24/11/2020 ore 12:26
Nera Montoro: la polizia locale della Provincia sequestra in un'azienda 250 fusti contenenti rifiuti pericolosi e altro materiale inquinante
Duecentocinquanta fusti contenenti rifiuti inquinanti e una quantità di provette da laboratorio con dentro una sostanza liquida non identificata, sono stati sequestrati dagli agenti della Polizia Locale della Provincia di Terni all’interno dell’Adica, un’azienda del polo chimico di Nera Montoro. I fusti si trovavano in un piazzale all’aperto, mentre le provette erano a bordo di un cassone scarrabile parcheggiato sullo stesso piazzale. Due le denuncie che sono state elevate, in base alla legge 152 del 2006, nei confronti dell’azienda proprietaria dei materiali sequestrati: la prima si riferisce all'incauto modo di gestire quella sorta di deposito incontrollato, dal momento che dentro ai fusti sono stati trovati vari tipi di rifiuti ritenuti pericolosi, l’altra allo scarico non autorizzato di sostanze inquinanti, visto che attorno ai fusti e al cassone si era raccolta una forte quantità di acqua piovana che unendosi al percolato proveniente dai rifiuti aveva dato luogo ad una miscela che aveva formato un rigagnolo che avrebbe raggiunto il vicino fiume Nera. Per questa ragione la Polizia Locale avrebbe chiesto l’intervento dell’Arpa affinché si possa verificare l’eventuale inquinamento delle acque provocato dalle sostanze inquinanti sequestrate.

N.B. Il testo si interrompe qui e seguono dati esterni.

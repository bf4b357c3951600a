//! Configuration form parsing.
//!
//! The configuration page posts an `application/x-www-form-urlencoded` body
//! with twelve numeric fields, four per exercise slot:
//!
//! ```text
//! exercise0=0&sets0=3&reps0=10&rest0=60&exercise1=2&sets1=3&...
//! ```
//!
//! The body is decoded with `serde_urlencoded` into [`PlanForm`], so keys
//! must match exactly (`exercise01` is not `exercise1`) and percent-encoding
//! is handled. Parsing is all-or-nothing: any missing, non-numeric, or
//! out-of-range field rejects the whole submission and no partial plan is
//! produced.
//!
//! # Example
//!
//! ```rust
//! use rs_reps::parsing::parse_plan_form;
//! use rs_reps::ExerciseType;
//!
//! let body = "exercise0=0&sets0=3&reps0=10&rest0=60\
//!             &exercise1=2&sets1=3&reps1=12&rest1=90\
//!             &exercise2=4&sets2=2&reps2=8&rest2=60";
//!
//! let plan = parse_plan_form(body).unwrap();
//! assert_eq!(plan[1].exercise_type, ExerciseType::Squat);
//! assert!(parse_plan_form("exercise0=0").is_err());
//! ```

use serde::Deserialize;

use crate::error::{FormError, PlanError};
use crate::workout::{ExerciseSpec, ExerciseType, WorkoutPlan};

/// Exercise type field prefix.
pub const FIELD_EXERCISE: &str = "exercise";
/// Sets field prefix.
pub const FIELD_SETS: &str = "sets";
/// Reps field prefix.
pub const FIELD_REPS: &str = "reps";
/// Rest field prefix.
pub const FIELD_REST: &str = "rest";

/// Raw fields of the configuration form.
///
/// Values stay text until [`parse_plan_form`] checks them, so a missing field
/// and a non-numeric one are reported separately. Unknown keys (such as the
/// submit button) are ignored.
#[derive(Debug, Default, Deserialize)]
pub struct PlanForm {
    exercise0: Option<String>,
    sets0: Option<String>,
    reps0: Option<String>,
    rest0: Option<String>,
    exercise1: Option<String>,
    sets1: Option<String>,
    reps1: Option<String>,
    rest1: Option<String>,
    exercise2: Option<String>,
    sets2: Option<String>,
    reps2: Option<String>,
    rest2: Option<String>,
}

/// The four raw values of one exercise slot.
struct SlotFields<'a> {
    exercise: Option<&'a str>,
    sets: Option<&'a str>,
    reps: Option<&'a str>,
    rest: Option<&'a str>,
}

impl PlanForm {
    /// Decodes a urlencoded body.
    ///
    /// # Errors
    ///
    /// Returns [`FormError::Malformed`] if the body is not a valid form,
    /// e.g. a key appears twice.
    pub fn decode(body: &str) -> Result<Self, FormError> {
        serde_urlencoded::from_str(body).map_err(|e| {
            log::debug!("form decode failed: {}", e);
            FormError::Malformed
        })
    }

    fn slot(&self, slot: usize) -> SlotFields<'_> {
        let (exercise, sets, reps, rest) = match slot {
            0 => (&self.exercise0, &self.sets0, &self.reps0, &self.rest0),
            1 => (&self.exercise1, &self.sets1, &self.reps1, &self.rest1),
            _ => (&self.exercise2, &self.sets2, &self.reps2, &self.rest2),
        };
        SlotFields {
            exercise: exercise.as_deref(),
            sets: sets.as_deref(),
            reps: reps.as_deref(),
            rest: rest.as_deref(),
        }
    }

    /// Validates every slot and builds the plan.
    ///
    /// # Errors
    ///
    /// Returns the first [`FormError`] found, scanning slots in order.
    pub fn into_plan(self) -> Result<WorkoutPlan, FormError> {
        let entry0 = self.parse_slot(0)?;
        let entry1 = self.parse_slot(1)?;
        let entry2 = self.parse_slot(2)?;
        Ok(WorkoutPlan::new([entry0, entry1, entry2]))
    }

    fn parse_slot(&self, slot: usize) -> Result<ExerciseSpec, FormError> {
        let fields = self.slot(slot);
        let exercise = number_field(fields.exercise, FIELD_EXERCISE, slot)?;
        let sets = number_field(fields.sets, FIELD_SETS, slot)?;
        let reps = number_field(fields.reps, FIELD_REPS, slot)?;
        let rest = number_field(fields.rest, FIELD_REST, slot)?;

        let plan_err = |error| FormError::Plan { slot, error };

        let exercise_type = u8::try_from(exercise)
            .ok()
            .and_then(ExerciseType::from_index)
            .ok_or(plan_err(PlanError::UnknownExercise(exercise)))?;
        let sets = u8::try_from(sets).map_err(|_| plan_err(PlanError::SetsOutOfRange(sets)))?;
        let reps = u8::try_from(reps).map_err(|_| plan_err(PlanError::RepsOutOfRange(reps)))?;

        ExerciseSpec::new(exercise_type, sets, reps, rest).map_err(plan_err)
    }
}

/// Parse a submitted configuration form into a validated plan.
///
/// # Errors
///
/// Returns [`FormError::Malformed`] if the body cannot be decoded, otherwise
/// the first field error found, scanning slots in order.
pub fn parse_plan_form(body: &str) -> Result<WorkoutPlan, FormError> {
    PlanForm::decode(body)?.into_plan()
}

fn number_field(raw: Option<&str>, field: &'static str, slot: usize) -> Result<u16, FormError> {
    let raw = raw.map(str::trim).unwrap_or_default();
    if raw.is_empty() {
        return Err(FormError::MissingField { field, slot });
    }
    raw.parse()
        .map_err(|_| FormError::InvalidNumber { field, slot })
}

#[cfg(test)]
mod tests {
    use super::*;

    const VALID: &str = "exercise0=0&sets0=3&reps0=10&rest0=60\
                         &exercise1=1&sets1=4&reps1=5&rest1=120\
                         &exercise2=4&sets2=2&reps2=8&rest2=45";

    // =========================================================================
    // Valid submissions
    // =========================================================================

    #[test]
    fn parse_valid_form() {
        let plan = parse_plan_form(VALID).unwrap();
        assert_eq!(plan[0].exercise_type, ExerciseType::BicepCurl);
        assert_eq!(plan[0].sets, 3);
        assert_eq!(plan[0].reps, 10);
        assert_eq!(plan[0].rest_seconds, 60);
        assert_eq!(plan[1].name.as_str(), "Deadlift");
        assert_eq!(plan[2].exercise_type, ExerciseType::ShoulderPress);
        assert_eq!(plan[2].rest_seconds, 45);
    }

    #[test]
    fn field_order_does_not_matter() {
        let body = "rest2=45&reps2=8&sets2=2&exercise2=4\
                    &rest1=120&reps1=5&sets1=4&exercise1=1\
                    &rest0=60&reps0=10&sets0=3&exercise0=0";
        assert_eq!(parse_plan_form(body), parse_plan_form(VALID));
    }

    #[test]
    fn extra_fields_ignored() {
        let body = format!("{}&submit=Save", VALID);
        assert!(parse_plan_form(&body).is_ok());
    }

    #[test]
    fn percent_encoded_digits_decoded() {
        let body = VALID.replace("sets0=3", "sets0=%33");
        assert_eq!(parse_plan_form(&body).unwrap()[0].sets, 3);
    }

    // =========================================================================
    // Rejections
    // =========================================================================

    #[test]
    fn empty_body_missing_first_field() {
        assert_eq!(
            parse_plan_form(""),
            Err(FormError::MissingField {
                field: "exercise",
                slot: 0
            })
        );
    }

    #[test]
    fn missing_last_field() {
        let body = VALID.replace("&rest2=45", "");
        assert_eq!(
            parse_plan_form(&body),
            Err(FormError::MissingField {
                field: "rest",
                slot: 2
            })
        );
    }

    #[test]
    fn empty_value_is_missing() {
        let body = VALID.replace("reps1=5", "reps1=");
        assert_eq!(
            parse_plan_form(&body),
            Err(FormError::MissingField {
                field: "reps",
                slot: 1
            })
        );
    }

    #[test]
    fn non_numeric_value() {
        let body = VALID.replace("sets0=3", "sets0=three");
        assert_eq!(
            parse_plan_form(&body),
            Err(FormError::InvalidNumber {
                field: "sets",
                slot: 0
            })
        );
    }

    #[test]
    fn negative_value_rejected() {
        let body = VALID.replace("rest0=60", "rest0=-5");
        assert_eq!(
            parse_plan_form(&body),
            Err(FormError::InvalidNumber {
                field: "rest",
                slot: 0
            })
        );
    }

    #[test]
    fn repeated_key_is_malformed() {
        let body = format!("{}&sets0=5", VALID);
        assert_eq!(parse_plan_form(&body), Err(FormError::Malformed));
    }

    #[test]
    fn unknown_exercise() {
        let body = VALID.replace("exercise2=4", "exercise2=5");
        assert_eq!(
            parse_plan_form(&body),
            Err(FormError::Plan {
                slot: 2,
                error: PlanError::UnknownExercise(5)
            })
        );
    }

    #[test]
    fn out_of_range_values() {
        let body = VALID.replace("reps0=10", "reps0=0");
        assert_eq!(
            parse_plan_form(&body),
            Err(FormError::Plan {
                slot: 0,
                error: PlanError::RepsOutOfRange(0)
            })
        );

        let body = VALID.replace("rest2=45", "rest2=301");
        assert_eq!(
            parse_plan_form(&body),
            Err(FormError::Plan {
                slot: 2,
                error: PlanError::RestOutOfRange(301)
            })
        );
    }

    #[test]
    fn out_of_range_reports_submitted_value() {
        let body = VALID.replace("sets1=4", "sets1=1000");
        assert_eq!(
            parse_plan_form(&body),
            Err(FormError::Plan {
                slot: 1,
                error: PlanError::SetsOutOfRange(1000)
            })
        );

        let body = VALID.replace("reps2=8", "reps2=256");
        assert_eq!(
            parse_plan_form(&body),
            Err(FormError::Plan {
                slot: 2,
                error: PlanError::RepsOutOfRange(256)
            })
        );
    }

    #[test]
    fn slot_index_must_match_exactly() {
        // exercise10 is slot 10, not slot 1
        let body = VALID.replace("exercise1=1", "exercise10=1");
        assert_eq!(
            parse_plan_form(&body),
            Err(FormError::MissingField {
                field: "exercise",
                slot: 1
            })
        );
    }

    #[test]
    fn zero_padded_key_is_not_a_slot() {
        let body = VALID.replace("exercise1=1", "exercise01=2");
        assert_eq!(
            parse_plan_form(&body),
            Err(FormError::MissingField {
                field: "exercise",
                slot: 1
            })
        );
    }
}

All’interno dei fusti, tutti molto grandi e capaci di contenere dai 50 ai 200 litri di liquidi, gli agenti hanno trovato rifiuti di vario tipo: materiale da imballaggio, pezzi di plastica, indumenti monouso (tipo guanti in lattice) e altro. La polizia della Provincia ha scoperto per caso i fusti e le provette, dal momento che stava effettuando dei sopralluoghi di routine nella zona. Ora l’azienda dovrà spiegare perché quella gran quantità di contenitori erano stati stoccati sul piazzale senza che fossero rispettate le norme che tutelano l’ambiente.